Enter Stacy Bendit’s art-filled fantasy on Manhattan’s Upper West Side | Architectural Digest

Dakota’s Gothic glory might be a little intimidating, but there’s nothing scary about Bendit’s living room. “I wanted a place where I felt mature and kept the building elegant but was also fun for friends and family,” Bendet says. “I didn’t want a big adult apartment where you can’t jump on the sofa. My kids work on wheels and flip here. I wanted it to feel like I lived in it.” In fact, a quick glance at the sage green velvet sofa reveals a bold blue hue draped across its back.

This was originally two condos, screaming to be combined: one had a disco vibe from the ’80s; The other had what Bendet swears as “virtually dirt floor”. As much as possible, I tried to restore the original atmosphere of the place. “All the fireplaces had to be restored, and I wanted to recreate the beautiful mahogany woodwork.”

A scenic wallpaper by Iksel – Decorative Arts wraps the Eloise Breckenridge room. The burger is dressed in a Fortuny print, and the custom quilt is made from Alice + Olivia fabrics. Artwork by Lola Montes Schnabel hangs above a desk in the 1960s.

Eastern Eden wall cladding by Iksel-Decorative Arts; for trade. fschumacher.com
paint holder

Minnidip x Alice + Olivia Luxurious Inflatable Tufted Pool

Bendet worked with her friend, interior designer Louise Kugelberg, to bring the space back to life. “I think it’s my own version of the international style,” Kugelberg says, explaining the eclecticism of the house. “There are Venetian chandeliers, Spanish rugs from the 1930s that came from the Ritz in Madrid, contemporary paintings by Francesco Clemente and Jorge Galindo—some for my husband Julian Schnabel—and a 12-foot dining table made of hand-painted tiles by Lola Schnabel.”

This bronze table is stunning, but your eye can’t help traveling to other works of art: on the corner wall is a series of 12 color lithographs of Claes Oldenburg; The living room hosts a huge fresco by Francesco Clemente. Bendet laughs that unsuspecting friends sometimes mistake the princess’s scratch for another artwork: “Is it by the Haas brothers, perhaps?” They ask me. No, I tell them, it’s for the cat.”

A favorite room set up to evoke a circus tent, and its blue-and-white striped decorations have multiple meanings: Eisner and his family own Portsmouth Football Club in England, and these are the football team’s colors; Bendet’s first success as a fashion designer were the striped bell-bottom pants. This is where her daughters hang out and watch TV, accessed through a door that leads to that lavish living room, and another to her husband’s office. “This is a caveman,” Bendet said as he walked into that space. “We convinced him that he had some leather embossed on the walls, and a leather sofa, but his aesthetics were a bit tougher. It was really important that the rooms didn’t just reflect what I like – I wanted it to feel like everything our family had in common.”

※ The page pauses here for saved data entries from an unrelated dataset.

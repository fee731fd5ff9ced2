//! Drone Move State Machine
//!
//! The pose is the state; the three command tokens are the transitions.
//! Turns always succeed. An advance is checked against the matrix bounds
//! first and then against occupancy by the matrix's other drones.

use crate::command::{CommandSequence, CommandToken};
use crate::error::{FleetError, Result};
use crate::matrix::Matrix;
use crate::outcome::ExecutionOutcome;
use crate::pose::Pose;
use crate::DroneId;

/// A rule an advance would break
#[derive(Debug, Clone, Copy, PartialEq, Eq)]
pub enum Violation {
    /// Target cell lies outside the matrix. Coordinates may be negative.
    Boundary { x: i64, y: i64 },
    /// Target cell is held by another drone
    Collision { x: u32, y: u32, occupant: DroneId },
}

/// Result of a transition attempt
#[derive(Debug, Clone, PartialEq, Eq)]
pub enum TransitionResult {
    /// Transition was valid and the pose changed
    Success(Pose),
    /// Transition was refused; the pose is unchanged
    Rejected { from: Pose, violation: Violation },
}

/// Move state machine for one drone on one matrix
#[derive(Debug)]
pub struct DroneStateMachine {
    drone_id: DroneId,
    current_pose: Pose,
}

impl DroneStateMachine {
    pub fn new(drone_id: DroneId, pose: Pose) -> Self {
        Self {
            drone_id,
            current_pose: pose,
        }
    }

    /// Get current pose
    pub fn pose(&self) -> Pose {
        self.current_pose
    }

    /// Apply one token against `matrix` and return the transition result.
    /// The matrix is only read; committing the new pose is the caller's job.
    pub fn process(&mut self, token: CommandToken, matrix: &Matrix) -> TransitionResult {
        let next = match token {
            CommandToken::TurnLeft => self.current_pose.turned_left(),
            CommandToken::TurnRight => self.current_pose.turned_right(),
            CommandToken::Advance => match self.advance_target(matrix) {
                Ok(pose) => pose,
                Err(violation) => {
                    return TransitionResult::Rejected {
                        from: self.current_pose,
                        violation,
                    }
                }
            },
        };

        self.current_pose = next;
        TransitionResult::Success(next)
    }

    fn advance_target(&self, matrix: &Matrix) -> std::result::Result<Pose, Violation> {
        let pose = self.current_pose;
        let bounds = matrix.bounds();

        let (x, y) = match pose.cell_ahead() {
            Some((x, y)) if bounds.contains(x, y) => (x, y),
            _ => {
                let (dx, dy) = pose.orientation.delta();
                return Err(Violation::Boundary {
                    x: pose.x as i64 + dx as i64,
                    y: pose.y as i64 + dy as i64,
                });
            }
        };

        if let Some(occupant) = matrix.occupant_at(x, y, Some(self.drone_id)) {
            return Err(Violation::Collision { x, y, occupant });
        }

        Ok(Pose::new(x, y, pose.orientation))
    }
}

/// Run `sequence` for one drone, committing every successful step to the
/// matrix immediately. Stops at the first rejected advance; progress made
/// before it is kept.
pub fn run_sequence(
    matrix: &mut Matrix,
    drone_id: DroneId,
    sequence: &CommandSequence,
) -> Result<ExecutionOutcome> {
    let start = matrix
        .drone(drone_id)
        .ok_or(FleetError::UnknownDrone(drone_id))?
        .pose();

    let mut fsm = DroneStateMachine::new(drone_id, start);

    for (step, token) in sequence.iter() {
        match fsm.process(token, matrix) {
            TransitionResult::Success(pose) => matrix.commit_pose(drone_id, pose)?,
            TransitionResult::Rejected { from, violation } => {
                return Ok(ExecutionOutcome::rejected(step, violation, from));
            }
        }
    }

    Ok(ExecutionOutcome::Completed { pose: fsm.pose() })
}
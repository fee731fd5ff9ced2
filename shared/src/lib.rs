//! AeroMatrix Shared Core
//!
//! Domain model, command interpreter and wire codec shared by the fleet
//! server and its clients. Everything here is synchronous, in-memory and
//! free of I/O.

pub mod codec;
pub mod command;
pub mod error;
pub mod matrix;
pub mod outcome;
pub mod pose;
pub mod protocol;
pub mod state_machine;

use std::time::{SystemTime, UNIX_EPOCH};

pub use command::{CommandInput, CommandParseError, CommandSequence, CommandToken};
pub use error::{ErrorKind, FleetError};
pub use matrix::{Bounds, Drone, Matrix};
pub use outcome::{ExecutionOutcome, RejectReason};
pub use pose::{Orientation, Pose};
pub use protocol::{Envelope, Header, Payload, Request, Response};

pub type MatrixId = u64;
pub type DroneId = u64;

/// Get current timestamp in milliseconds since Unix epoch
pub fn now_ms() -> u64 {
    SystemTime::now()
        .duration_since(UNIX_EPOCH)
        .unwrap_or_default()
        .as_millis() as u64
}

/// Network defaults shared by server and clients
pub mod net {
    /// Default fleet server port
    pub const DEFAULT_PORT: u16 = 7070;

    /// Default frame size limit for a session (1 MiB)
    pub const DEFAULT_MAX_FRAME_BYTES: u32 = 1024 * 1024;

    /// Sessions idle longer than this are closed by the server
    pub const DEFAULT_IDLE_TIMEOUT_SECS: u64 = 300;

    /// How long a client waits for the response to one request
    pub const RESPONSE_TIMEOUT_MS: u64 = 10_000;
}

Julian Schnabel’s portrait of Bendet’s three daughters is displayed in the entrance hall. Fornasetti chairs a Venetian chandelier.
© 2022 Julian Schnabel/Artists Rights Society (ARS), New York

jonico capital chair
Bishop Margot Table from India Mahdaoui by Ralph Pucci

Bishop Margot Table from India Mahdaoui by Ralph Pucci

Her daughters’ bedrooms likewise display her fierce individuality. Athena Bell hates pink, so her room is blue, with a loft bed, a staircase – to the delight of any six-year-old – and even a chair covered in teddy bears, part of Nicky Hilton’s baby shower, which happened in an apartment a few weeks ago. “Scarlett wanted a patterned four-poster bed,” Bendit explains. “Eloise of course loved the block-print wallpaper, but then she told me she wanted her room to be all white—it was a teenage moment—and I was like, ‘Too bad! Your quilt matches the wallpaper’ Your bed skirt! I cut the bed skirt to match the yellow flowers!”